Getting communities involved is crucial to the success of the Murray Darling Basin Plan. That's the message Charles Sturt University (CSU) wetlands expert, Professor Max Finlayson, will deliver at the Australian Regional Development Conference.
He said Australia's management of the huge Murray Darling Basin is unique, demonstrating extraordinary collaboration across jurisdictions and regions for the wise allocation of a limited resource – water.
"We have a plan, backed by legislation, to collaborate in the use of this limited resource, and the world is looking carefully at what we do next," Professor Finlayson said.
"The plan promises to equitably meet the needs of multiple and diverse stakeholders. The risk we now face is that the plan could falter unless there is enough 'buy-in' from the 'bottom-up', particularly from local communities.

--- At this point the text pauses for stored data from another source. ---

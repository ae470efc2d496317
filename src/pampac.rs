/*
    PAMPAC: stand-off annotation sets and combinator pattern matching

        Licensed under the GNU General Public License v3
*/

//! The PAMPAC pattern matching engine: [`Parser`] combinators are evaluated at a [`Location`] within a
//! [`Context`] and produce [`MatchResult`]s with their [`Bindings`]. A [`Pampac`] matcher applies a list
//! of [`Rule`]s over a document and carries out their [`Action`]s.

mod action;
mod location;
mod modifiers;
mod parser;
mod primitives;
mod result;
mod rule;

pub use action::*;
pub use location::*;
pub use modifiers::*;
pub use parser::*;
pub use primitives::*;
pub use result::*;
pub use rule::*;
/*
    PAMPAC: stand-off annotation sets and combinator pattern matching

        Licensed under the GNU General Public License v3
*/

//! The positional index of an annotation set: an AVL tree keyed on `(start, handle)`, where every
//! node is augmented with the maximum end offset in its subtree. Nodes live in an arena (a `Vec`)
//! with a free list, links are indices into it.
//!
//! Query costs, with `k` the size of the result:
//! * `overlapping`, `covering`: `O(log n + k)`, pruned on the subtree maximum end.
//! * `within`: `O(log n + m)` where `m` is the number of members starting inside the boundary.
//! * `startingat`, `start_ge`: ordered range scans over the key.

use std::cmp::Ordering;

use crate::annotation::AnnotationHandle;

const NIL: usize = usize::MAX;

#[derive(Debug, Clone)]
struct Node {
    start: usize,
    handle: AnnotationHandle,
    end: usize,
    /// Maximum end offset in the subtree rooted at this node
    maxend: usize,
    height: u32,
    left: usize,
    right: usize,
}

impl Node {
    fn key(&self) -> (usize, AnnotationHandle) {
        (self.start, self.handle)
    }
}

#[derive(Debug, Clone)]
pub(crate) struct IntervalIndex {
    nodes: Vec<Node>,
    free: Vec<usize>,
    root: usize,
    len: usize,
}

impl Default for IntervalIndex {
    fn default() -> Self {
        Self {
            nodes: Vec::new(),
            free: Vec::new(),
            root: NIL,
            len: 0,
        }
    }
}

impl IntervalIndex {
    pub(crate) fn len(&self) -> usize {
        self.len
    }

    pub(crate) fn clear(&mut self) {
        self.nodes.clear();
        self.free.clear();
        self.root = NIL;
        self.len = 0;
    }

    /// Adds an interval. The handle must not be in the index yet.
    pub(crate) fn insert(&mut self, start: usize, end: usize, handle: AnnotationHandle) {
        let node = Node {
            start,
            handle,
            end,
            maxend: end,
            height: 1,
            left: NIL,
            right: NIL,
        };
        let index = if let Some(index) = self.free.pop() {
            self.nodes[index] = node;
            index
        } else {
            self.nodes.push(node);
            self.nodes.len() - 1
        };
        self.root = self.insert_at(self.root, index);
        self.len += 1;
    }

    /// Removes an interval, returns whether it was present
    pub(crate) fn remove(&mut self, start: usize, handle: AnnotationHandle) -> bool {
        let (root, removed) = self.remove_at(self.root, (start, handle));
        self.root = root;
        if removed {
            self.len -= 1;
        }
        removed
    }

    fn height(&self, n: usize) -> u32 {
        if n == NIL {
            0
        } else {
            self.nodes[n].height
        }
    }

    fn maxend(&self, n: usize) -> usize {
        if n == NIL {
            0
        } else {
            self.nodes[n].maxend
        }
    }

    fn update(&mut self, n: usize) {
        let (left, right) = (self.nodes[n].left, self.nodes[n].right);
        let height = 1 + self.height(left).max(self.height(right));
        let maxend = self.nodes[n]
            .end
            .max(self.maxend(left))
            .max(self.maxend(right));
        let node = &mut self.nodes[n];
        node.height = height;
        node.maxend = maxend;
    }

    fn rotate_right(&mut self, y: usize) -> usize {
        let x = self.nodes[y].left;
        self.nodes[y].left = self.nodes[x].right;
        self.nodes[x].right = y;
        self.update(y);
        self.update(x);
        x
    }

    fn rotate_left(&mut self, x: usize) -> usize {
        let y = self.nodes[x].right;
        self.nodes[x].right = self.nodes[y].left;
        self.nodes[y].left = x;
        self.update(x);
        self.update(y);
        y
    }

    fn balance(&mut self, n: usize) -> usize {
        self.update(n);
        let (left, right) = (self.nodes[n].left, self.nodes[n].right);
        let (hl, hr) = (self.height(left), self.height(right));
        if hl > hr + 1 {
            if self.height(self.nodes[left].left) < self.height(self.nodes[left].right) {
                let l = self.rotate_left(left);
                self.nodes[n].left = l;
            }
            self.rotate_right(n)
        } else if hr > hl + 1 {
            if self.height(self.nodes[right].right) < self.height(self.nodes[right].left) {
                let r = self.rotate_right(right);
                self.nodes[n].right = r;
            }
            self.rotate_left(n)
        } else {
            n
        }
    }

    fn insert_at(&mut self, n: usize, new: usize) -> usize {
        if n == NIL {
            return new;
        }
        if self.nodes[new].key() < self.nodes[n].key() {
            let l = self.insert_at(self.nodes[n].left, new);
            self.nodes[n].left = l;
        } else {
            let r = self.insert_at(self.nodes[n].right, new);
            self.nodes[n].right = r;
        }
        self.balance(n)
    }

    fn remove_at(&mut self, n: usize, key: (usize, AnnotationHandle)) -> (usize, bool) {
        if n == NIL {
            return (NIL, false);
        }
        match key.cmp(&self.nodes[n].key()) {
            Ordering::Less => {
                let (l, removed) = self.remove_at(self.nodes[n].left, key);
                self.nodes[n].left = l;
                (self.balance(n), removed)
            }
            Ordering::Greater => {
                let (r, removed) = self.remove_at(self.nodes[n].right, key);
                self.nodes[n].right = r;
                (self.balance(n), removed)
            }
            Ordering::Equal => {
                let (left, right) = (self.nodes[n].left, self.nodes[n].right);
                self.free.push(n);
                if left == NIL {
                    (right, true)
                } else if right == NIL {
                    (left, true)
                } else {
                    let (r, min) = self.remove_min(right);
                    self.nodes[min].left = left;
                    self.nodes[min].right = r;
                    (self.balance(min), true)
                }
            }
        }
    }

    /// Detaches the leftmost node of a subtree, returns the new subtree root and the detached node
    fn remove_min(&mut self, n: usize) -> (usize, usize) {
        let left = self.nodes[n].left;
        if left == NIL {
            (self.nodes[n].right, n)
        } else {
            let (l, min) = self.remove_min(left);
            self.nodes[n].left = l;
            (self.balance(n), min)
        }
    }

    /// Iterates over all handles in key order (start, then handle)
    pub(crate) fn iter(&self) -> IntervalIndexIter<'_> {
        let mut iter = IntervalIndexIter {
            index: self,
            stack: Vec::with_capacity(self.height(self.root) as usize),
        };
        iter.push_left(self.root);
        iter
    }

    /// The maximum end offset over all intervals
    pub(crate) fn max_end(&self) -> Option<usize> {
        if self.root == NIL {
            None
        } else {
            Some(self.nodes[self.root].maxend)
        }
    }

    pub(crate) fn first(&self) -> Option<AnnotationHandle> {
        self.iter().next()
    }

    pub(crate) fn last(&self) -> Option<AnnotationHandle> {
        let mut n = self.root;
        if n == NIL {
            return None;
        }
        while self.nodes[n].right != NIL {
            n = self.nodes[n].right;
        }
        Some(self.nodes[n].handle)
    }

    /// All intervals sharing at least one position with `[qs, qe)`
    pub(crate) fn overlapping(&self, qs: usize, qe: usize) -> Vec<AnnotationHandle> {
        let mut result = Vec::new();
        self.visit_overlapping(self.root, qs, qe, &mut result);
        result
    }

    fn visit_overlapping(&self, n: usize, qs: usize, qe: usize, result: &mut Vec<AnnotationHandle>) {
        if n == NIL || self.nodes[n].maxend <= qs {
            return;
        }
        let node = &self.nodes[n];
        self.visit_overlapping(node.left, qs, qe, result);
        if node.start < qe {
            if node.end > qs {
                result.push(node.handle);
            }
            self.visit_overlapping(node.right, qs, qe, result);
        }
    }

    /// All intervals that lie within `[qs, qe]`
    pub(crate) fn within(&self, qs: usize, qe: usize) -> Vec<AnnotationHandle> {
        let mut result = Vec::new();
        self.visit_range(self.root, qs, qe, &mut |node| {
            if node.end <= qe {
                result.push(node.handle)
            }
        });
        result
    }

    /// All intervals that cover `[qs, qe]` completely
    pub(crate) fn covering(&self, qs: usize, qe: usize) -> Vec<AnnotationHandle> {
        let mut result = Vec::new();
        self.visit_covering(self.root, qs, qe, &mut result);
        result
    }

    fn visit_covering(&self, n: usize, qs: usize, qe: usize, result: &mut Vec<AnnotationHandle>) {
        if n == NIL || self.nodes[n].maxend < qe {
            return;
        }
        let node = &self.nodes[n];
        self.visit_covering(node.left, qs, qe, result);
        if node.start <= qs {
            if node.end >= qe {
                result.push(node.handle);
            }
            self.visit_covering(node.right, qs, qe, result);
        }
    }

    /// All intervals with exactly these offsets
    pub(crate) fn coextensive(&self, qs: usize, qe: usize) -> Vec<AnnotationHandle> {
        let mut result = Vec::new();
        self.visit_range(self.root, qs, qs, &mut |node| {
            if node.end == qe {
                result.push(node.handle)
            }
        });
        result
    }

    /// All intervals starting in `[lo, hi]`
    pub(crate) fn starting_between(&self, lo: usize, hi: usize) -> Vec<AnnotationHandle> {
        let mut result = Vec::new();
        self.visit_range(self.root, lo, hi, &mut |node| result.push(node.handle));
        result
    }

    /// All intervals ending in `[lo, hi]`, uses the maximum end to prune but is otherwise a scan
    pub(crate) fn ending_between(&self, lo: usize, hi: usize) -> Vec<AnnotationHandle> {
        let mut result = Vec::new();
        self.visit_ending(self.root, lo, hi, &mut result);
        result
    }

    fn visit_ending(&self, n: usize, lo: usize, hi: usize, result: &mut Vec<AnnotationHandle>) {
        if n == NIL || self.nodes[n].maxend < lo {
            return;
        }
        let node = &self.nodes[n];
        self.visit_ending(node.left, lo, hi, result);
        if node.start <= hi {
            if node.end >= lo && node.end <= hi {
                result.push(node.handle);
            }
            self.visit_ending(node.right, lo, hi, result);
        }
    }

    /// In-order visit of all nodes whose start lies in `[lo, hi]`
    fn visit_range<F>(&self, n: usize, lo: usize, hi: usize, f: &mut F)
    where
        F: FnMut(&Node),
    {
        if n == NIL {
            return;
        }
        let node = &self.nodes[n];
        if node.start >= lo {
            self.visit_range(node.left, lo, hi, f);
        }
        if node.start >= lo && node.start <= hi {
            f(node);
        }
        if node.start <= hi {
            self.visit_range(node.right, lo, hi, f);
        }
    }

    #[cfg(test)]
    /// Verifies the AVL and augmentation invariants, returns the height
    fn check(&self, n: usize) -> u32 {
        if n == NIL {
            return 0;
        }
        let node = &self.nodes[n];
        let hl = self.check(node.left);
        let hr = self.check(node.right);
        assert!(hl.abs_diff(hr) <= 1, "unbalanced node");
        assert_eq!(node.height, 1 + hl.max(hr));
        assert_eq!(
            node.maxend,
            node.end.max(self.maxend(node.left)).max(self.maxend(node.right))
        );
        if node.left != NIL {
            assert!(self.nodes[node.left].key() < node.key());
        }
        if node.right != NIL {
            assert!(self.nodes[node.right].key() > node.key());
        }
        node.height
    }
}

pub(crate) struct IntervalIndexIter<'a> {
    index: &'a IntervalIndex,
    stack: Vec<usize>,
}

impl<'a> IntervalIndexIter<'a> {
    fn push_left(&mut self, mut n: usize) {
        while n != NIL {
            self.stack.push(n);
            n = self.index.nodes[n].left;
        }
    }
}

impl<'a> Iterator for IntervalIndexIter<'a> {
    type Item = AnnotationHandle;

    fn next(&mut self) -> Option<Self::Item> {
        let n = self.stack.pop()?;
        let node = &self.index.nodes[n];
        self.push_left(node.right);
        Some(node.handle)
    }
}

#[cfg(test)]
mod tests {
    use super::*;
    use crate::types::Handle;

    fn h(i: usize) -> AnnotationHandle {
        AnnotationHandle::new(i)
    }

    #[test]
    fn insert_remove_balanced() {
        let mut index = IntervalIndex::default();
        for i in 0..200 {
            index.insert((i * 7) % 50, (i * 7) % 50 + (i % 5), h(i));
            index.check(index.root);
        }
        assert_eq!(index.len(), 200);
        for i in (0..200).step_by(3) {
            assert!(index.remove((i * 7) % 50, h(i)));
            index.check(index.root);
        }
        assert!(!index.remove(0, h(0)));
        assert_eq!(index.len(), 200 - 67);
        let keys: Vec<_> = index.iter().collect();
        assert_eq!(keys.len(), index.len());
    }

    #[test]
    fn queries() {
        let mut index = IntervalIndex::default();
        index.insert(0, 4, h(0));
        index.insert(1, 2, h(1));
        index.insert(3, 4, h(2));
        index.insert(5, 9, h(3));
        index.insert(4, 4, h(4));
        assert_eq!(index.within(0, 4), vec![h(0), h(1), h(2), h(4)]);
        assert_eq!(index.overlapping(3, 6), vec![h(0), h(2), h(4), h(3)]);
        assert_eq!(index.covering(3, 3), vec![h(0), h(2)]);
        assert_eq!(index.covering(1, 2), vec![h(0), h(1)]);
        assert_eq!(index.coextensive(3, 4), vec![h(2)]);
        assert_eq!(index.starting_between(4, usize::MAX), vec![h(4), h(3)]);
        assert_eq!(index.ending_between(4, 4), vec![h(0), h(2), h(4)]);
        assert_eq!(index.first(), Some(h(0)));
        assert_eq!(index.last(), Some(h(3)));
        assert_eq!(index.max_end(), Some(9));
    }
}
#[test]
fn skip_policies() -> Result<(), PampacError> {
    let mut doc = plain("abc");
    let rules = || vec![Rule::without_action(Parser::regex("[a-z]+").unwrap())];
    let fired = Pampac::new(rules()).run(&mut doc, "", None)?;
    assert_eq!(fired.len(), 1);
    let fired = Pampac::new(rules()).with_skip(Skip::Next).run(&mut doc, "", None)?;
    let found: Vec<Span> = fired.iter().map(|f| f.result.span()).collect();
    assert_eq!(found, vec![Span::new(0, 3)?, Span::new(1, 3)?, Span::new(2, 3)?]);
    let mut doc = plain("a b c");
    let fired = Pampac::new(rules()).with_skip(Skip::Once).run(&mut doc, "", None)?;
    assert_eq!(fired.len(), 1);
    Ok(())
}

#[test]
fn skip_next_fires_once_per_annotation() -> Result<(), PampacError> {
    let mut doc = setup_example_1()?;
    let rule = Rule::new(Parser::ann("Token"), Action::add_ann("Word", SpanRef::matched()));
    let fired = Pampac::new(vec![rule])
        .with_skip(Skip::Next)
        .with_outset("words")
        .run(&mut doc, "", None)?;
    assert_eq!(fired.len(), 2);
    assert_eq!(spans(doc.annset("words")?), vec![(0, 5), (6, 11)]);
    Ok(())
}

#[test]
fn scan_by_annotations() -> Result<(), PampacError> {
    let mut doc = setup_example_2()?;
    let rule = Rule::new(
        Parser::ann("Token").bind("t"),
        Action::add_ann("Word", SpanRef::binding("t")),
    );
    let fired = Pampac::new(vec![rule])
        .with_scan(Scan::Annotations)
        .with_outset("words")
        .run(&mut doc, "", Some(&["Token"][..]))?;
    assert_eq!(fired.len(), 11);
    assert_eq!(doc.annset("words")?.len(), 11);
    Ok(())
}

#[test]
fn run_range_and_cancellation() -> Result<(), PampacError> {
    let mut doc = plain("abcabc");
    let rules = vec![Rule::without_action(Parser::text("a"))];
    let pampac = Pampac::new(rules);
    let fired = pampac.run_range(&mut doc, "", None, 2, 6)?;
    assert_eq!(fired_rules(&fired), vec![(0, 3)]);
    assert!(matches!(
        pampac.run_range(&mut doc, "", None, 4, 9),
        Err(PampacError::InvalidSpan(..))
    ));
    let fired = pampac.run_cancellable(&mut doc, "", None, 0, 6, |location| location.text < 3)?;
    assert_eq!(fired_rules(&fired), vec![(0, 0)]);
    Ok(())
}

#[test]
fn run_creates_input_set() -> Result<(), PampacError> {
    let mut doc = Document::new("abc");
    let fired = Pampac::new(vec![Rule::without_action(Parser::text("b"))]).run(&mut doc, "input", None)?;
    assert_eq!(fired.len(), 1);
    assert!(doc.has_annset("input"));
    Ok(())
}

#[test]
fn run_over_corpus() -> Result<(), PampacError> {
    let mut docs = vec![setup_example_1()?, setup_example_2()?];
    let rule = Rule::new(Parser::ann("Token"), Action::add_ann("Word", SpanRef::matched()));
    let results = Pampac::new(vec![rule])
        .with_outset("words")
        .run_corpus(&mut docs, "", Some(&["Token"][..]));
    let counts: Vec<usize> = results
        .into_iter()
        .map(|r| r.map(|fired| fired.len()))
        .collect::<Result<_, _>>()?;
    assert_eq!(counts, vec![2, 11]);
    assert_eq!(docs[1].annset("words")?.len(), 11);
    Ok(())
}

"We need communities to be involved and recognised, and it needs to happen now and far into the future."
Professor Finlayson developed ideas for the address, titled Supporting Dynamic and Sustainable Socio-Environmental Systems: Realities, Challenges and Opportunities with the Murray-Darling Basin Water Plan, with ILWS research fellow Mr Peter Waterman, and Mr Ashley Bland, the manager for sustainability with Skillset, Flannery Centre, Bathurst, NSW.
Professor Finlayson believes that to involve communities, the Plan requires indicators that these communities can associate with and understand.
"We need the correct indicators for measuring success, not only to measure progress and government efforts, but also to encourage communities by delivering these results effectively to local communities. This needs functional communities and research networks.
"The Basin Plan is about water, and the Plan needs to answer a complex and critical question: 'How do we create thriving, vibrant regional communities through the equitable distribution of such a limited resource?' Any credible answer to this question must include all the people and groups involved.
"We understand that we'll never manage it all but we can empower people to make it work. Therefore, we emphasise the all encompassing aspects of the question and this limitation."
Professor Finlayson said that research is needed to assist with the implementation of the Plan.
"Research is needed to learn from the implementation, for the sake of our communities and our environment. This is important for Australia and globally," he said.